A long exhalation leaves my chest as I realize something I hadn’t before.

I did hurt her, more than I ever realized, even though I tried not to. With my distance. With my walls. With my refusal to say words of love.

I can see the proof of it on her anxious face.

She does love me, as much as a person like her can.

I pause. How different would our relationship have been if I’d given more of myself? Would we still be together?

A thought niggles at me, sneaking in: Aren’t you just going to hurt Elena the same way you hurt Sophia?

No.

But . . . I don’t know.

Shit.

What is wrong with me? Why can’t I just . . .

I clear my throat, coming back to the girl across from me. “Sophia, we are finished.”

She closes her eyes, opens them, visibly shaken. “Everything I said was true. You broke my heart, Jack; you used me up and tossed me away—”

“I cared for you, Sophia. But you ruined what we had. Not me.” My gaze hardens.

“You hate me.” She pales, regret on her face as her gaze clings to mine, another tear tracing down her cheek. I hand her a napkin, and she takes it from me, her fingers grasping mine, trying to lace them together.

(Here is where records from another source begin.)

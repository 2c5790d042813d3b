use std::io::Read;

use crate::config::{MAGIC_FILE, MAGIC_LEGACY, MAGIC_SIZE, MAGIC_VIDEO};
use crate::container::ContainerError;
use crate::header::Header;
use crate::header::chunked::ChunkedHeader;
use crate::header::legacy::LegacyHeader;
use crate::types::Variant;

/// Parses the header fields that follow a recognized magic.
pub type ParseFn = fn(&mut dyn Read) -> Result<Header, ContainerError>;

/// One known on-disk layout.
pub struct FormatEntry {
    pub magic: [u8; MAGIC_SIZE],
    pub variant: Variant,
    pub parse: ParseFn,
}

/// Every layout this build can read.
///
/// A new layout is a new magic and a new row; existing parsers stay as they are.
pub static FORMATS: &[FormatEntry] = &[
    FormatEntry { magic: MAGIC_LEGACY, variant: Variant::Legacy, parse: parse_legacy },
    FormatEntry { magic: MAGIC_VIDEO, variant: Variant::Video, parse: parse_video },
    FormatEntry { magic: MAGIC_FILE, variant: Variant::File, parse: parse_file },
];

#[inline]
pub fn lookup(magic: &[u8; MAGIC_SIZE]) -> Option<&'static FormatEntry> {
    FORMATS.iter().find(|entry| &entry.magic == magic)
}

fn parse_legacy(reader: &mut dyn Read) -> Result<Header, ContainerError> {
    LegacyHeader::parse(reader).map(Header::Legacy)
}

fn parse_video(reader: &mut dyn Read) -> Result<Header, ContainerError> {
    ChunkedHeader::parse(Variant::Video, MAGIC_VIDEO, reader).map(Header::Chunked)
}

fn parse_file(reader: &mut dyn Read) -> Result<Header, ContainerError> {
    ChunkedHeader::parse(Variant::File, MAGIC_FILE, reader).map(Header::Chunked)
}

Untangling our hands, I let out a deep exhale. “Sophia, I don’t hate you. Be happy. Go back to Rodney or just find yourself. Live your life.”

Her voice, when it comes, is wobbly. “Are you happy?”

She’s fishing.

“I have to go, Sophia.” I stand up from the table but frown down at her, puzzling over what’s on my mind until I realize that I want to tell her . . . “The girl I’m seeing . . . she’s kind and good.”